The government has set up a Special Crimes Unit that is supposed to report to Parliament next year on how to deal with the kidnappings.
But that is small comfort to Billy Michael Omondi, who now accompanies 15-year-old Ochieng' everywhere he goes.
"He is scared. He cannot walk alone. We actually need to change him from that school because they know where his school is because it was highlighted," he said."Nowadays we have to pick him, drop him to school because we cannot just change him out of school in the middle of the term - he has to do the exams."
Omondi and Ochieng' are among many Kenyans who are increasingly fearful of kidnapping and other pervasive crime. Many are turning to security companies to allay their fears of becoming victims.
One such company in Kenya called G4S Security Services has come up with a device with a panic button that can be carried in a child's school bag.
The company relies on a sophisticated network of computers and satellites to follow the tracking device, even automatically.
"Portatrak also has what you would call an 'invisible' GPS shield.

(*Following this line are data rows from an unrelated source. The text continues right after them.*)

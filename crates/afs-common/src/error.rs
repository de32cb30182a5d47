//! Error types for AFS
//!
//! Every error belongs to one of three classes. USER errors reject a single
//! call and leave the transaction untouched. SYSTEM errors (log or storage
//! I/O) push the enclosing transaction toward ABORTED. COORDINATION errors
//! leave a prepared transaction in doubt for the external coordinator to
//! resolve.

use crate::types::{ObjectPathError, ObjectRef, OwnerIdError, TxnId, TxnState};
use thiserror::Error;

/// Common result type for AFS operations
pub type Result<T> = std::result::Result<T, Error>;

/// Error classification used for propagation decisions
#[derive(Clone, Copy, Debug, PartialEq, Eq)]
pub enum ErrorClass {
    /// Invalid operation against the current staged or committed state
    User,
    /// Log or storage failure
    System,
    /// External coordinator unreachable or undecided
    Coordination,
}

/// Common error type for AFS
#[derive(Debug, Error)]
pub enum Error {
    // Operation errors
    #[error("object not found: {0}")]
    ObjectNotFound(ObjectRef),

    #[error("object already exists: {0}")]
    ObjectAlreadyExists(ObjectRef),

    #[error("object was deleted in this transaction: {0}")]
    ObjectDeleted(ObjectRef),

    #[error("invalid operation: {0}")]
    InvalidOperation(String),

    #[error("invalid owner id: {0}")]
    InvalidOwnerId(#[from] OwnerIdError),

    #[error("invalid object path: {0}")]
    InvalidObjectPath(#[from] ObjectPathError),

    #[error("path conflict at {object}: {reason}")]
    PathConflict {
        object: ObjectRef,
        reason: &'static str,
    },

    #[error("write beyond the largest representable offset: {0}")]
    OffsetTooLarge(ObjectRef),

    #[error("read of {requested} bytes exceeds maximum of {max} bytes")]
    ReadTooLarge { requested: u64, max: u64 },

    // Transaction errors
    #[error("transaction not found: {0}")]
    TransactionNotFound(TxnId),

    #[error("transaction already exists: {0}")]
    TransactionExists(TxnId),

    #[error("cannot {action} transaction {txn} in state {state}")]
    IllegalState {
        txn: TxnId,
        state: TxnState,
        action: &'static str,
    },

    #[error("no transaction is bound to this session")]
    NoActiveTransaction,

    #[error("session already has an active transaction: {0}")]
    TransactionInProgress(TxnId),

    #[error("access denied: {0}")]
    AccessDenied(String),

    // Log errors
    #[error("write-ahead log error: {0}")]
    Wal(String),

    #[error("write-ahead log fsync failed: {0}")]
    WalSync(String),

    #[error("write-ahead log is poisoned by an earlier fsync failure")]
    WalPoisoned,

    // Storage errors
    #[error("disk I/O error: {0}")]
    DiskIo(#[from] std::io::Error),

    #[error("storage error: {0}")]
    Storage(String),

    // Worker / server errors
    #[error("request timeout")]
    Timeout,

    #[error("session worker pool exhausted")]
    PoolExhausted,

    #[error("session worker evicted")]
    SessionEvicted,

    // Coordination errors
    #[error("coordination error: {0}")]
    Coordination(String),

    // Internal errors
    #[error("configuration error: {0}")]
    Configuration(String),

    #[error("serialization error: {0}")]
    Serialization(String),

    #[error("internal error: {0}")]
    Internal(String),
}

impl Error {
    /// Create an invalid operation error
    pub fn invalid_operation(msg: impl Into<String>) -> Self {
        Self::InvalidOperation(msg.into())
    }

    /// Create a write-ahead log error
    pub fn wal(msg: impl Into<String>) -> Self {
        Self::Wal(msg.into())
    }

    /// Create a storage error
    pub fn storage(msg: impl Into<String>) -> Self {
        Self::Storage(msg.into())
    }

    /// Create an internal error
    pub fn internal(msg: impl Into<String>) -> Self {
        Self::Internal(msg.into())
    }

    /// Classify the error
    #[must_use]
    pub const fn class(&self) -> ErrorClass {
        match self {
            Self::ObjectNotFound(_)
            | Self::ObjectAlreadyExists(_)
            | Self::ObjectDeleted(_)
            | Self::InvalidOperation(_)
            | Self::InvalidOwnerId(_)
            | Self::InvalidObjectPath(_)
            | Self::PathConflict { .. }
            | Self::OffsetTooLarge(_)
            | Self::ReadTooLarge { .. }
            | Self::TransactionNotFound(_)
            | Self::TransactionExists(_)
            | Self::IllegalState { .. }
            | Self::NoActiveTransaction
            | Self::TransactionInProgress(_)
            | Self::AccessDenied(_) => ErrorClass::User,

            Self::Coordination(_) => ErrorClass::Coordination,

            Self::Wal(_)
            | Self::WalSync(_)
            | Self::WalPoisoned
            | Self::DiskIo(_)
            | Self::Storage(_)
            | Self::Timeout
            | Self::PoolExhausted
            | Self::SessionEvicted
            | Self::Configuration(_)
            | Self::Serialization(_)
            | Self::Internal(_) => ErrorClass::System,
        }
    }

    /// Check if this is a user error
    #[must_use]
    pub const fn is_user(&self) -> bool {
        matches!(self.class(), ErrorClass::User)
    }

    /// Fatal errors mean the log can no longer promise durability
    #[must_use]
    pub const fn is_fatal(&self) -> bool {
        matches!(self, Self::WalSync(_) | Self::WalPoisoned)
    }

    /// Check if the caller may retry the same call
    #[must_use]
    pub const fn is_retryable(&self) -> bool {
        matches!(
            self,
            Self::Timeout | Self::PoolExhausted | Self::SessionEvicted | Self::Coordination(_)
        )
    }

    /// Check if this is a not found error
    #[must_use]
    pub const fn is_not_found(&self) -> bool {
        matches!(
            self,
            Self::ObjectNotFound(_) | Self::TransactionNotFound(_)
        )
    }
}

If you know the actual route that the vehicle follows or that the baby goes to school with, you can actually be able to draw what you would call 'invisible shields,' Dennis Ndwiga explained. Ndwiga is with G4S Security Services. "If the child is veered off that, or if the car goes off that, then it sends you signals to let you know that, hey, there is a problem here."
Ndwiga and his colleagues aim to stop the kidnappers in their tracks before it is too late.